Forced her to commit fornication? Er, how about “he raped her?” And how about we find a way to include the idea of “incest” while we’re at it? Unless I’m missing something in this story, I don’t see anything but a very brutal rape in the best traditions of Israel’s fratricidal violence.
The manual goes on to say that Amnon’s “feelings changed after he sinned against her.” It poses the question “Why does hatred, rather than love, often result between people who violate the principles of morality?” That sounds a lot like a question that applies to consensual pre-marital sex, not rape.
Finally, the manual quotes President Hinckley:
“I heard Elder John A. Widtsoe…say ‘It is my observation that young man and a young woman who violate the principle of morality soon end up hating one another.’ I have observed the same thing. There may be words of love to begin with, but there will be words of anger and bitterness later” (“True to the Faith,” Ensign, June 1996, 5).
Why the incoherent moral conclusions?

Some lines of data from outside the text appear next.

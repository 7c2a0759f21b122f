//! Monitoring and observation records.
//!
//! The backend exposes two generations of monitoring routes (`/admin/observation/*` and
//! `/admin/monitoring/*`) with slightly different field names. The records here accept both
//! spellings so the rest of the console deals with a single shape.

use chrono::NaiveDateTime;
use serde::{Deserialize, Serialize};

use super::instances::InstanceStatus;
use super::{lenient_datetime, null_as_default};
use crate::types::{BusinessId, ProjectId};

/// Health of an instance as derived by the gateway from reported call results.
#[derive(Debug, Clone, Copy, PartialEq, Eq, Hash, Default, Serialize, Deserialize)]
#[serde(rename_all = "SCREAMING_SNAKE_CASE")]
pub enum GatewayStatus {
    Healthy,
    Degraded,
    Faulty,
    CircuitBreakerOpen,
    #[default]
    #[serde(other)]
    Unknown,
}

impl GatewayStatus {
    pub fn as_str(&self) -> &'static str {
        match self {
            GatewayStatus::Healthy => "HEALTHY",
            GatewayStatus::Degraded => "DEGRADED",
            GatewayStatus::Faulty => "FAULTY",
            GatewayStatus::CircuitBreakerOpen => "CIRCUIT_BREAKER_OPEN",
            GatewayStatus::Unknown => "UNKNOWN",
        }
    }
}

/// Aggregation window of the observation routes.
#[derive(Debug, Clone, Copy, PartialEq, Eq, Hash, Default, Serialize, Deserialize)]
pub enum TimeWindow {
    #[serde(rename = "1m")]
    OneMinute,
    #[serde(rename = "10m")]
    TenMinutes,
    #[serde(rename = "30m")]
    ThirtyMinutes,
    #[default]
    #[serde(rename = "1h")]
    OneHour,
    #[serde(rename = "6h")]
    SixHours,
    #[serde(rename = "24h")]
    OneDay,
}

impl TimeWindow {
    pub fn as_str(&self) -> &'static str {
        match self {
            TimeWindow::OneMinute => "1m",
            TimeWindow::TenMinutes => "10m",
            TimeWindow::ThirtyMinutes => "30m",
            TimeWindow::OneHour => "1h",
            TimeWindow::SixHours => "6h",
            TimeWindow::OneDay => "24h",
        }
    }
}

/// Span covered by the time-series charts.
#[derive(Debug, Clone, Copy, PartialEq, Eq, Hash, Default, Serialize, Deserialize)]
pub enum TimeRange {
    #[serde(rename = "1h")]
    OneHour,
    #[serde(rename = "6h")]
    SixHours,
    #[default]
    #[serde(rename = "24h")]
    OneDay,
    #[serde(rename = "7d")]
    SevenDays,
}

impl TimeRange {
    pub fn as_str(&self) -> &'static str {
        match self {
            TimeRange::OneHour => "1h",
            TimeRange::SixHours => "6h",
            TimeRange::OneDay => "24h",
            TimeRange::SevenDays => "7d",
        }
    }
}

/// Aggregate counters for the monitoring header cards.
#[derive(Debug, Clone, Default, PartialEq, Serialize, Deserialize)]
#[serde(rename_all = "camelCase")]
pub struct ObservationOverview {
    #[serde(default, deserialize_with = "null_as_default")]
    pub total_instances: u64,
    #[serde(default, deserialize_with = "null_as_default")]
    pub healthy_instances: u64,
    #[serde(default, deserialize_with = "null_as_default")]
    pub active_instances: u64,
    #[serde(default, deserialize_with = "null_as_default")]
    pub faulty_instances: u64,
    #[serde(default, deserialize_with = "null_as_default")]
    pub circuit_breaker_instances: u64,
    #[serde(default, alias = "totalCalls", deserialize_with = "null_as_default")]
    pub total_call_count: u64,
    #[serde(default, deserialize_with = "null_as_default")]
    pub average_success_rate: f64,
    #[serde(default, deserialize_with = "null_as_default")]
    pub average_latency: f64,
}

/// One row of the monitoring table.
#[derive(Debug, Clone, Default, PartialEq, Serialize, Deserialize)]
#[serde(rename_all = "camelCase")]
pub struct InstanceMetrics {
    #[serde(default)]
    pub instance_id: Option<String>,
    #[serde(default, deserialize_with = "null_as_default")]
    pub business_id: BusinessId,
    #[serde(default)]
    pub project_id: Option<ProjectId>,
    #[serde(default)]
    pub project_name: Option<String>,
    #[serde(default)]
    pub api_identifier: Option<String>,
    #[serde(default)]
    pub api_type: Option<String>,
    #[serde(default, alias = "instanceStatus", deserialize_with = "null_as_default")]
    pub status: InstanceStatus,
    #[serde(default, deserialize_with = "null_as_default")]
    pub gateway_status: GatewayStatus,
    #[serde(default)]
    pub success_rate: Option<f64>,
    #[serde(default)]
    pub average_latency: Option<f64>,
    #[serde(default)]
    pub concurrency: Option<i64>,
    #[serde(default, alias = "callCount")]
    pub recent_calls: Option<i64>,
    #[serde(default, alias = "lastActiveTime", with = "lenient_datetime")]
    pub last_reported_at: Option<NaiveDateTime>,
    #[serde(default)]
    pub priority: Option<i64>,
    #[serde(default)]
    pub cost_per_unit: Option<f64>,
}

#[derive(Debug, Clone, Default, PartialEq, Serialize, Deserialize)]
pub struct TimePoint {
    #[serde(default, deserialize_with = "null_as_default")]
    pub time: String,
    #[serde(default, deserialize_with = "null_as_default")]
    pub value: f64,
}

/// The three parallel series behind the monitoring charts.
#[derive(Debug, Clone, Default, PartialEq, Serialize, Deserialize)]
#[serde(rename_all = "camelCase")]
pub struct TimeSeries {
    #[serde(default, deserialize_with = "null_as_default")]
    pub call_volume: Vec<TimePoint>,
    #[serde(default, deserialize_with = "null_as_default")]
    pub success_rate: Vec<TimePoint>,
    #[serde(default, deserialize_with = "null_as_default")]
    pub latency: Vec<TimePoint>,
}

impl TimeSeries {
    pub fn is_empty(&self) -> bool {
        self.call_volume.is_empty() && self.success_rate.is_empty() && self.latency.is_empty()
    }
}

/// Filter form of the monitoring view.
#[derive(Debug, Clone, Default, PartialEq, Eq)]
pub struct ObservationFilter {
    pub time_window: TimeWindow,
    pub project_id: Option<ProjectId>,
    pub instance_status: Option<InstanceStatus>,
    pub gateway_status: Option<GatewayStatus>,
}

impl ObservationFilter {
    fn project(&self) -> Option<&str> {
        self.project_id.as_deref().filter(|id| !id.is_empty())
    }

    /// Parameters for `/admin/observation/*`. `timeWindow` is always sent.
    pub fn observation_query(&self) -> Vec<(&'static str, String)> {
        let mut query = vec![("timeWindow", self.time_window.as_str().to_string())];
        if let Some(project_id) = self.project() {
            query.push(("projectId", project_id.to_string()));
        }
        if let Some(status) = self.instance_status {
            query.push(("instanceStatus", status.as_str().to_string()));
        }
        if let Some(status) = self.gateway_status {
            query.push(("gatewayStatus", status.as_str().to_string()));
        }
        query
    }

    /// Parameters for `/admin/monitoring/*`. The overview route only understands
    /// `projectId`; the instance route also filters on both statuses.
    pub fn monitoring_query(&self, include_status: bool) -> Vec<(&'static str, String)> {
        let mut query = Vec::new();
        if let Some(project_id) = self.project() {
            query.push(("projectId", project_id.to_string()));
        }
        if include_status {
            if let Some(status) = self.instance_status {
                query.push(("status", status.as_str().to_string()));
            }
            if let Some(status) = self.gateway_status {
                query.push(("gatewayStatus", status.as_str().to_string()));
            }
        }
        query
    }
}
use std::sync::Arc;
use std::time::Duration;

use chrono::Local;
use clap::Parser;
use gwctl::api::models::monitoring::ObservationFilter;
use gwctl::config::Args;
use gwctl::fallback::{EmptyFallback, FallbackData, StaticFallback};
use gwctl::navigation::{FileFragment, FragmentStore, MemoryFragment, Menu, RenderSignal};
use gwctl::render::{render_notice, render_view};
use gwctl::{AdminClient, Config, MemorySurface, ReqwestHttpClient, ViewModel, telemetry};
use tokio::io::{AsyncBufReadExt, BufReader};
use tokio_util::sync::CancellationToken;

type Console = ViewModel<ReqwestHttpClient>;

/// Quiet period before redrawing after a state change, so a burst of updates draws once.
const REDRAW_DEBOUNCE: Duration = Duration::from_millis(100);

const HELP: &str = "commands: dashboard | projects | apikeys | instances | monitoring | \
                    reload | pause | help | quit";

/// Wait for shutdown signal (SIGTERM or Ctrl+C)
async fn shutdown_signal() {
    use tokio::signal;

    let ctrl_c = async {
        signal::ctrl_c().await.expect("Failed to install Ctrl+C handler");
    };

    #[cfg(unix)]
    let terminate = async {
        signal::unix::signal(signal::unix::SignalKind::terminate())
            .expect("Failed to install SIGTERM handler")
            .recv()
            .await;
    };

    #[cfg(not(unix))]
    let terminate = std::future::pending::<()>();

    tokio::select! {
        _ = ctrl_c => {
            tracing::info!("Received Ctrl+C, shutting down...");
        },
        _ = terminate => {
            tracing::info!("Received SIGTERM, shutting down...");
        },
    }
}

fn draw(console: &Console) {
    let state = console.snapshot();
    println!("{}", render_view(&state, &console.settings().thresholds, Local::now().naive_local()));
    for notice in console.take_notices() {
        println!("{}", render_notice(&notice));
    }
}

/// Draw the console whenever it changes, and acknowledge frame requests once drawn.
async fn host(console: Console, shutdown: CancellationToken) {
    let mut requests = console.render_signal().requests();
    let mut changes = console.subscribe();

    loop {
        tokio::select! {
            _ = shutdown.cancelled() => break,
            changed = requests.changed() => {
                if changed.is_err() {
                    break;
                }
                let frame = *requests.borrow_and_update();
                draw(&console);
                console.render_signal().mark_rendered(frame);
            }
            changed = changes.changed() => {
                if changed.is_err() {
                    break;
                }
                tokio::time::sleep(REDRAW_DEBOUNCE).await;
                changes.borrow_and_update();
                draw(&console);
            }
        }
    }
}

/// Apply one operator command. Returns false when the operator asked to quit.
async fn handle_command(console: &Console, line: &str) -> bool {
    match line.trim() {
        "" => {}
        "q" | "quit" | "exit" => return false,
        "r" | "reload" => console.reload().await,
        "p" | "pause" => {
            let paused = console.toggle_auto_refresh().await;
            println!("auto-refresh {}", if paused { "paused" } else { "resumed" });
        }
        "h" | "help" => println!("{HELP}"),
        other => match other.parse::<Menu>() {
            Ok(menu) => console.select_menu(menu).await,
            Err(e) => println!("{e}\n{HELP}"),
        },
    }
    true
}

#[tokio::main]
async fn main() -> anyhow::Result<()> {
    // Parse CLI args
    let args = Args::parse();

    // Load configuration
    let config = Config::load(&args)?;

    // If --validate flag is set, exit successfully after config validation
    if args.validate {
        println!("Configuration is valid.");
        return Ok(());
    }

    telemetry::init_telemetry()?;
    tracing::debug!("{:?}", args);

    let http = ReqwestHttpClient::new(config.base_url.clone(), Some(config.request_timeout));
    let client = AdminClient::new(Arc::new(http), config.monitoring_api);

    let fragment: Arc<dyn FragmentStore> = match &config.state_file {
        Some(path) => Arc::new(FileFragment::new(path.clone())),
        None => Arc::new(MemoryFragment::default()),
    };
    if let Some(menu) = args.menu {
        fragment.write(menu.as_str());
    }

    let fallback: Arc<dyn FallbackData> = if config.use_fallback_data {
        Arc::new(StaticFallback)
    } else {
        Arc::new(EmptyFallback)
    };

    let render = if args.once { RenderSignal::headless() } else { RenderSignal::new() };

    let console = ViewModel::builder(client, Arc::new(MemorySurface::with_monitoring_mounts()))
        .settings(config.view_settings())
        .fallback(fallback)
        .fragment_store(fragment)
        .render_signal(render)
        .build();
    console.set_observation_filter(ObservationFilter {
        time_window: config.time_window,
        ..Default::default()
    });
    console.set_time_range(config.time_range);

    if args.once {
        console.initialize().await;
        draw(&console);
        console.teardown();
        return Ok(());
    }

    let host_shutdown = CancellationToken::new();
    let host_task = tokio::spawn(host(console.clone(), host_shutdown.clone()));

    console.initialize().await;
    println!("{HELP}");

    let shutdown = shutdown_signal();
    tokio::pin!(shutdown);
    let mut lines = BufReader::new(tokio::io::stdin()).lines();

    loop {
        tokio::select! {
            _ = &mut shutdown => break,
            line = lines.next_line() => match line? {
                Some(line) => {
                    if !handle_command(&console, &line).await {
                        break;
                    }
                }
                None => break,
            },
        }
    }

    console.teardown();
    host_shutdown.cancel();
    host_task.await?;
    Ok(())
}
//! Time-series charts of the monitoring view.
//!
//! Chart options are plain JSON in the declarative `title`/`tooltip`/`xAxis`/`yAxis`/`series`
//! shape understood by common charting libraries. Drawing them is the host's business: the
//! renderer only talks to a [`ChartSurface`].

use std::collections::{HashMap, HashSet};
use std::sync::Arc;

use parking_lot::Mutex;
use serde_json::{Value, json};

use crate::api::models::monitoring::{TimePoint, TimeSeries};
use crate::status::SeverityThresholds;

/// Success rate (percent) drawn as the SLA reference line.
pub const SLA_SUCCESS_RATE: f64 = 95.0;

#[derive(Debug, Clone, Copy, PartialEq, Eq, Hash)]
pub enum ChartKind {
    CallVolume,
    SuccessRate,
    Latency,
}

impl ChartKind {
    pub const ALL: [ChartKind; 3] = [
        ChartKind::CallVolume,
        ChartKind::SuccessRate,
        ChartKind::Latency,
    ];

    /// Name of the mount point the chart is drawn into.
    pub fn mount(&self) -> &'static str {
        match self {
            ChartKind::CallVolume => "call-volume-chart",
            ChartKind::SuccessRate => "success-rate-chart",
            ChartKind::Latency => "latency-chart",
        }
    }

    pub fn title(&self) -> &'static str {
        match self {
            ChartKind::CallVolume => "Call volume",
            ChartKind::SuccessRate => "Success rate",
            ChartKind::Latency => "Average latency",
        }
    }
}

/// Identifier of a chart instance created on a surface.
pub type ChartId = u64;

/// Where charts live.
pub trait ChartSurface: Send + Sync {
    /// Create a chart bound to `mount`. `None` when the mount point does not exist.
    fn init(&self, mount: &str) -> Option<ChartId>;
    /// Dispose the chart bound to `mount`, if any.
    fn dispose(&self, mount: &str);
    fn set_option(&self, chart: ChartId, option: Value);
}

fn times(points: &[TimePoint]) -> Vec<&str> {
    points.iter().map(|point| point.time.as_str()).collect()
}

fn values(points: &[TimePoint]) -> Vec<f64> {
    points.iter().map(|point| point.value).collect()
}

pub fn call_volume_option(points: &[TimePoint]) -> Value {
    json!({
        "title": { "text": ChartKind::CallVolume.title() },
        "tooltip": { "trigger": "axis" },
        "xAxis": { "type": "category", "boundaryGap": false, "data": times(points) },
        "yAxis": { "type": "value", "name": "Calls" },
        "series": [{
            "name": "Calls",
            "type": "line",
            "smooth": true,
            "areaStyle": {},
            "data": values(points)
        }]
    })
}

pub fn success_rate_option(points: &[TimePoint]) -> Value {
    json!({
        "title": { "text": ChartKind::SuccessRate.title() },
        "tooltip": { "trigger": "axis" },
        "xAxis": { "type": "category", "boundaryGap": false, "data": times(points) },
        "yAxis": {
            "type": "value",
            "name": "%",
            "min": 0,
            "max": 100,
            "axisLabel": { "formatter": "{value}%" }
        },
        "series": [{
            "name": "Success rate",
            "type": "line",
            "smooth": true,
            "data": values(points),
            "markLine": {
                "silent": true,
                "symbol": "none",
                "lineStyle": { "type": "dashed", "color": "#f56c6c" },
                "data": [{ "yAxis": SLA_SUCCESS_RATE, "name": "SLA" }]
            }
        }]
    })
}

pub fn latency_option(points: &[TimePoint], thresholds: &SeverityThresholds) -> Value {
    let bars: Vec<Value> = points
        .iter()
        .map(|point| {
            json!({
                "value": point.value,
                "itemStyle": { "color": thresholds.classify_latency(point.value).color() }
            })
        })
        .collect();

    json!({
        "title": { "text": ChartKind::Latency.title() },
        "tooltip": { "trigger": "axis" },
        "xAxis": { "type": "category", "data": times(points) },
        "yAxis": { "type": "value", "name": "ms" },
        "series": [{ "name": "Latency", "type": "bar", "data": bars }]
    })
}

/// Disposes and recreates the monitoring charts on a surface.
pub struct ChartRenderer<S: ChartSurface> {
    surface: Arc<S>,
    thresholds: SeverityThresholds,
}

impl<S: ChartSurface> ChartRenderer<S> {
    pub fn new(surface: Arc<S>, thresholds: SeverityThresholds) -> Self {
        Self { surface, thresholds }
    }

    pub fn surface(&self) -> &Arc<S> {
        &self.surface
    }

    pub fn option_for(&self, kind: ChartKind, series: &TimeSeries) -> Value {
        match kind {
            ChartKind::CallVolume => call_volume_option(&series.call_volume),
            ChartKind::SuccessRate => success_rate_option(&series.success_rate),
            ChartKind::Latency => latency_option(&series.latency, &self.thresholds),
        }
    }

    /// Draw one chart from scratch. Returns whether the mount point existed.
    pub fn render(&self, kind: ChartKind, series: &TimeSeries) -> bool {
        let mount = kind.mount();
        self.surface.dispose(mount);

        match self.surface.init(mount) {
            Some(chart) => {
                self.surface.set_option(chart, self.option_for(kind, series));
                true
            }
            None => {
                tracing::debug!(mount, "Chart mount point missing, skipping render");
                false
            }
        }
    }

    /// Draw all three charts. Returns how many were drawn.
    pub fn render_all(&self, series: &TimeSeries) -> usize {
        ChartKind::ALL
            .iter()
            .filter(|kind| self.render(**kind, series))
            .count()
    }

    pub fn dispose_all(&self) {
        for kind in ChartKind::ALL {
            self.surface.dispose(kind.mount());
        }
    }
}

/// Chart surface that keeps the latest option of each chart in memory.
#[derive(Debug, Default)]
pub struct MemorySurface {
    state: Mutex<SurfaceState>,
}

#[derive(Debug, Default)]
struct SurfaceState {
    mounts: HashSet<String>,
    charts: HashMap<String, (ChartId, Option<Value>)>,
    next_id: ChartId,
    disposed: usize,
}

impl MemorySurface {
    /// A surface with no mount points: every render is a no-op.
    pub fn new() -> Self {
        Self::default()
    }

    /// A surface with the three monitoring mount points.
    pub fn with_monitoring_mounts() -> Self {
        let surface = Self::new();
        for kind in ChartKind::ALL {
            surface.add_mount(kind.mount());
        }
        surface
    }

    pub fn add_mount(&self, mount: &str) {
        self.state.lock().mounts.insert(mount.to_string());
    }

    pub fn remove_mount(&self, mount: &str) {
        let mut state = self.state.lock();
        state.mounts.remove(mount);
        if state.charts.remove(mount).is_some() {
            state.disposed += 1;
        }
    }

    pub fn chart_id(&self, mount: &str) -> Option<ChartId> {
        self.state.lock().charts.get(mount).map(|(id, _)| *id)
    }

    pub fn option(&self, mount: &str) -> Option<Value> {
        self.state.lock().charts.get(mount).and_then(|(_, option)| option.clone())
    }

    pub fn chart_count(&self) -> usize {
        self.state.lock().charts.len()
    }

    pub fn disposed_count(&self) -> usize {
        self.state.lock().disposed
    }
}

impl ChartSurface for MemorySurface {
    fn init(&self, mount: &str) -> Option<ChartId> {
        let mut state = self.state.lock();
        if !state.mounts.contains(mount) {
            return None;
        }
        state.next_id += 1;
        let id = state.next_id;
        state.charts.insert(mount.to_string(), (id, None));
        Some(id)
    }

    fn dispose(&self, mount: &str) {
        let mut state = self.state.lock();
        if state.charts.remove(mount).is_some() {
            state.disposed += 1;
        }
    }

    fn set_option(&self, chart: ChartId, option: Value) {
        let mut state = self.state.lock();
        if let Some((_, slot)) = state.charts.values_mut().find(|(id, _)| *id == chart) {
            *slot = Some(option);
        }
    }
}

What would an inglush perfesser say? Would you feel comfortable approaching the story this way if there were a victim of rape in your class?
There are tremendous lessons in this story, powerful examples about stewardship, the need for, and loss of, moral authority in leadership roles and the dynamics of family life. It all really goes back to the David and Bathsheba incident. Why re-cast it into a garden-variety sermon on pre-marital chastity?
And why not use the word “rape?”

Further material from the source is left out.